Maybe I'm old-fashioned and uncool but I see communism as industrialised. Industry doesn't necessarily mean chimneys and ruined earth.
 
Harking back to some pre-industrial idyll where the simple little people ate well instead of really doing the back-breaking work while their respective elites robbed it all except for an amount of the poorest quality that wouldn't mean death by starvation of the producers isn't going to help when looking at food production and distribution in the present and the potentially 'better' society of tomorrow.

Maybe I'm old-fashioned and uncool but I see communism as industrialised. Industry doesn't necessarily mean chimneys and ruined earth.

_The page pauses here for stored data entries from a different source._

//! 流水线项目 - 按顺序保存每一步的产出

use crate::resources::Resource;

#[derive(Debug, Clone, Default)]
pub struct Project {
    pub id: String,
    products: Vec<Resource>,
}

impl Project {
    pub fn new(id: impl Into<String>) -> Self {
        Self {
            id: id.into(),
            products: Vec::new(),
        }
    }

    /// 以初始资源开始流水线
    pub fn start_with(&mut self, resource: Resource) {
        self.products.clear();
        self.products.push(resource);
    }

    pub fn store_product(&mut self, resource: Resource) {
        self.products.push(resource);
    }

    pub fn last_product(&self) -> Option<&Resource> {
        self.products.last()
    }

    pub fn products(&self) -> &[Resource] {
        &self.products
    }
}

#[cfg(test)]
mod tests {
    use super::*;

    #[test]
    fn test_products_are_ordered() {
        let mut project = Project::new("nightly");
        assert!(project.last_product().is_none());

        project.start_with(Resource::database("app"));
        project.store_product(Resource::file("app.tar.gz", true));

        assert_eq!(project.products().len(), 2);
        assert_eq!(project.last_product().unwrap().name, "app.tar.gz");

        project.start_with(Resource::database("other"));
        assert_eq!(project.products().len(), 1);
    }
}
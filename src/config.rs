//! 应用配置模块
//!
//! 所有配置存放在 `<config dir>/config.json` 中，按 section 分段读取。

use crate::metadata::{Host, Hosts, SshOptions};
use anyhow::{Context, Result};
use serde::de::DeserializeOwned;
use serde::{Deserialize, Serialize};
use std::fs;
use std::path::Path;

const CONFIG_FILE: &str = "config.json";

/// 远程主机配置
#[derive(Debug, Clone, Serialize, Deserialize, PartialEq, Eq)]
#[serde(rename_all = "camelCase")]
pub struct HostConfig {
    pub id: String,
    pub hostname: String,
    #[serde(default, skip_serializing_if = "Option::is_none")]
    pub user: Option<String>,
    #[serde(default = "default_ssh_port")]
    pub ssh_port: u16,
    #[serde(default, skip_serializing_if = "Option::is_none")]
    pub working_directory: Option<String>,
}

fn default_ssh_port() -> u16 {
    22
}

impl From<&HostConfig> for Host {
    fn from(config: &HostConfig) -> Self {
        Host {
            id: config.id.clone(),
            hostname: Some(config.hostname.clone()),
            user: config.user.clone(),
            ssh_port: config.ssh_port,
            working_directory: config.working_directory.clone(),
            local: false,
        }
    }
}

/// 应用配置
#[derive(Debug, Clone, Default, Serialize, Deserialize, PartialEq, Eq)]
#[serde(rename_all = "camelCase")]
pub struct AppConfig {
    /// 本地工作目录，默认为当前目录
    #[serde(default, skip_serializing_if = "Option::is_none")]
    pub working_directory: Option<String>,
    #[serde(default)]
    pub hosts: Vec<HostConfig>,
    #[serde(default)]
    pub ssh: SshOptions,
}

impl AppConfig {
    /// 从配置文件加载，缺失或格式错误的字段使用默认值
    pub fn load(config_dir: &Path) -> Self {
        let Some(document) = read_document(config_dir) else {
            return Self::default();
        };

        Self {
            working_directory: document
                .get("workingDirectory")
                .and_then(|v| v.as_str())
                .map(str::to_string),
            hosts: section(&document, "hosts").unwrap_or_default(),
            ssh: section(&document, "ssh").unwrap_or_default(),
        }
    }

    /// 保存配置（保留文件中的其他 section，例如 log）
    pub fn save(&self, config_dir: &Path) -> Result<()> {
        save_section(config_dir, "hosts", &self.hosts)?;
        save_section(config_dir, "ssh", &self.ssh)?;
        if let Some(dir) = &self.working_directory {
            save_section(config_dir, "workingDirectory", dir)?;
        }
        Ok(())
    }

    /// 添加或替换远程主机，`localhost` 为保留 id
    pub fn add_host(&mut self, host: HostConfig) -> Result<()> {
        if host.id == crate::metadata::LOCALHOST {
            anyhow::bail!("Host id \"{}\" is reserved", host.id);
        }
        match self.hosts.iter_mut().find(|existing| existing.id == host.id) {
            Some(existing) => *existing = host,
            None => self.hosts.push(host),
        }
        Ok(())
    }

    /// 构建主机注册表
    pub fn hosts(&self) -> Result<Hosts> {
        let mut hosts = Hosts::with_localhost(Host::localhost(self.working_directory.clone()));
        for host in &self.hosts {
            hosts
                .add(Host::from(host))
                .with_context(|| format!("Invalid host configuration: {}", host.id))?;
        }
        Ok(hosts)
    }
}

fn read_document(config_dir: &Path) -> Option<serde_json::Value> {
    let content = fs::read_to_string(config_dir.join(CONFIG_FILE)).ok()?;
    serde_json::from_str(&content).ok()
}

fn section<T: DeserializeOwned>(document: &serde_json::Value, key: &str) -> Option<T> {
    let value = document.get(key)?;
    match serde_json::from_value(value.clone()) {
        Ok(parsed) => Some(parsed),
        Err(e) => {
            tracing::warn!("Ignoring malformed \"{}\" configuration: {}", key, e);
            None
        }
    }
}

/// 读取单个 section
pub fn load_section<T: DeserializeOwned>(config_dir: &Path, key: &str) -> Option<T> {
    section(&read_document(config_dir)?, key)
}

/// 写入单个 section，其余内容保持不变
pub fn save_section<T: Serialize>(config_dir: &Path, key: &str, value: &T) -> Result<()> {
    fs::create_dir_all(config_dir)?;
    let mut document = read_document(config_dir).unwrap_or_else(|| serde_json::json!({}));
    if !document.is_object() {
        document = serde_json::json!({});
    }

    document[key] = serde_json::to_value(value)?;

    let content = serde_json::to_string_pretty(&document)?;
    fs::write(config_dir.join(CONFIG_FILE), content)
        .with_context(|| format!("Unable to write {}", config_dir.join(CONFIG_FILE).display()))?;
    Ok(())
}
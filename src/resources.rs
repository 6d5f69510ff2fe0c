//! 资源模型 - 描述一次流水线步骤产出的备份工件

use serde::{Deserialize, Serialize};
use std::fmt;

/// 资源类型
#[derive(Debug, Clone, Copy, Serialize, Deserialize, PartialEq, Eq)]
#[serde(rename_all = "lowercase")]
pub enum ResourceKind {
    File,
    Directory,
    Database,
}

impl fmt::Display for ResourceKind {
    fn fmt(&self, f: &mut fmt::Formatter<'_>) -> fmt::Result {
        match self {
            ResourceKind::File => write!(f, "file"),
            ResourceKind::Directory => write!(f, "directory"),
            ResourceKind::Database => write!(f, "database"),
        }
    }
}

/// 备份工件
///
/// `size` 在 stat 成功之前始终为 `None`。
#[derive(Debug, Clone, Serialize, Deserialize, PartialEq, Eq)]
pub struct Resource {
    pub name: String,
    pub kind: ResourceKind,
    pub path: Option<String>,
    pub local: bool,
    #[serde(default)]
    pub transient: bool,
    #[serde(skip_serializing_if = "Option::is_none")]
    pub size: Option<u64>,
}

impl Resource {
    pub fn new(name: impl Into<String>, kind: ResourceKind, local: bool) -> Self {
        Self {
            name: name.into(),
            kind,
            path: None,
            local,
            transient: false,
            size: None,
        }
    }

    pub fn file(name: impl Into<String>, local: bool) -> Self {
        Self::new(name, ResourceKind::File, local)
    }

    pub fn database(name: impl Into<String>) -> Self {
        // 数据库本身不落盘，视为本地资源
        Self::new(name, ResourceKind::Database, true)
    }

    pub fn with_path(mut self, path: impl Into<String>) -> Self {
        self.path = Some(path.into());
        self
    }

    /// 实际使用的路径：未解析路径时退回到名称
    pub fn path_or_name(&self) -> &str {
        self.path.as_deref().unwrap_or(&self.name)
    }

    /// 记录 stat 结果
    pub fn stat(&mut self, size: u64) {
        self.size = Some(size);
    }

    pub fn is_stated(&self) -> bool {
        self.size.is_some()
    }

    /// 标记为临时资源（移动后源端已不再需要）
    pub fn mark_transient(&mut self) {
        self.transient = true;
    }
}

#[cfg(test)]
mod tests {
    use super::*;

    #[test]
    fn test_new_resource_is_unstated() {
        let resource = Resource::file("dump.tar.gz", true);
        assert!(!resource.is_stated());
        assert!(!resource.transient);
        assert_eq!(resource.path_or_name(), "dump.tar.gz");
    }

    #[test]
    fn test_stat_and_transient() {
        let mut resource = Resource::file("dump.tar.gz", true).with_path("backups/dump.tar.gz");
        resource.stat(4096);
        resource.mark_transient();

        assert_eq!(resource.size, Some(4096));
        assert!(resource.transient);
        assert_eq!(resource.path_or_name(), "backups/dump.tar.gz");
    }

    #[test]
    fn test_kind_display() {
        assert_eq!(ResourceKind::File.to_string(), "file");
        assert_eq!(ResourceKind::Database.to_string(), "database");
    }
}
//! 主机注册表

use anyhow::Result;
use serde::{Deserialize, Serialize};
use std::collections::HashMap;

pub const LOCALHOST: &str = "localhost";

fn default_ssh_port() -> u16 {
    22
}

/// 主机
#[derive(Debug, Clone, Serialize, Deserialize, PartialEq, Eq)]
pub struct Host {
    pub id: String,
    #[serde(default)]
    pub hostname: Option<String>,
    #[serde(default)]
    pub user: Option<String>,
    #[serde(default = "default_ssh_port")]
    pub ssh_port: u16,
    #[serde(default)]
    pub working_directory: Option<String>,
    #[serde(skip)]
    pub local: bool,
}

impl Host {
    pub fn remote(id: impl Into<String>, hostname: impl Into<String>) -> Self {
        Self {
            id: id.into(),
            hostname: Some(hostname.into()),
            user: None,
            ssh_port: default_ssh_port(),
            working_directory: None,
            local: false,
        }
    }

    pub fn localhost(working_directory: Option<String>) -> Self {
        Self {
            id: LOCALHOST.to_string(),
            hostname: None,
            user: None,
            ssh_port: default_ssh_port(),
            working_directory,
            local: true,
        }
    }

    pub fn with_user(mut self, user: impl Into<String>) -> Self {
        self.user = Some(user.into());
        self
    }

    pub fn with_working_directory(mut self, dir: impl Into<String>) -> Self {
        self.working_directory = Some(dir.into());
        self
    }

    /// ssh 目标，形如 user@hostname
    pub fn ssh_target(&self) -> String {
        let hostname = self.hostname.as_deref().unwrap_or(&self.id);
        match &self.user {
            Some(user) => format!("{}@{}", user, hostname),
            None => hostname.to_string(),
        }
    }
}

/// 主机注册表，固定包含唯一的 localhost
#[derive(Debug, Clone)]
pub struct Hosts {
    localhost: Host,
    hosts: HashMap<String, Host>,
}

impl Default for Hosts {
    fn default() -> Self {
        Self::new()
    }
}

impl Hosts {
    pub fn new() -> Self {
        Self::with_localhost(Host::localhost(None))
    }

    pub fn with_localhost(localhost: Host) -> Self {
        Self {
            localhost,
            hosts: HashMap::new(),
        }
    }

    pub fn localhost(&self) -> &Host {
        &self.localhost
    }

    /// 注册远程主机；localhost 不能被覆盖
    pub fn add(&mut self, mut host: Host) -> Result<()> {
        if host.id == LOCALHOST {
            return Err(anyhow::anyhow!("Host id \"{}\" is reserved", LOCALHOST));
        }
        host.local = false;
        self.hosts.insert(host.id.clone(), host);
        Ok(())
    }

    pub fn get(&self, id: &str) -> Option<&Host> {
        if id == LOCALHOST {
            return Some(&self.localhost);
        }
        self.hosts.get(id)
    }
}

True, there is a real danger that being thoughtful of food production can easily slip into romantic delusion. I do think however, that the model of mass industrialised food production is one that primarily exists to boost profits. It is not the most appropriate (in most cases) for post-revolutionary food production. But of course there's a spectrum of production methods between hunter-gathering and Kraft.
 
True, there is a real danger that being thoughtful of food production can easily slip into romantic delusion. I do think however, that the model of mass industrialised food production is one that primarily exists to boost profits. It is not the most appropriate (in most cases) for post-revolutionary food production. But of course there's a spectrum of production methods between hunter-gathering and Kraft.

Industrialisation and mass production has also seen ordinary people gain plentiful access to decent food as well. On a global scale a communist society will require more than what hippy shite can offer.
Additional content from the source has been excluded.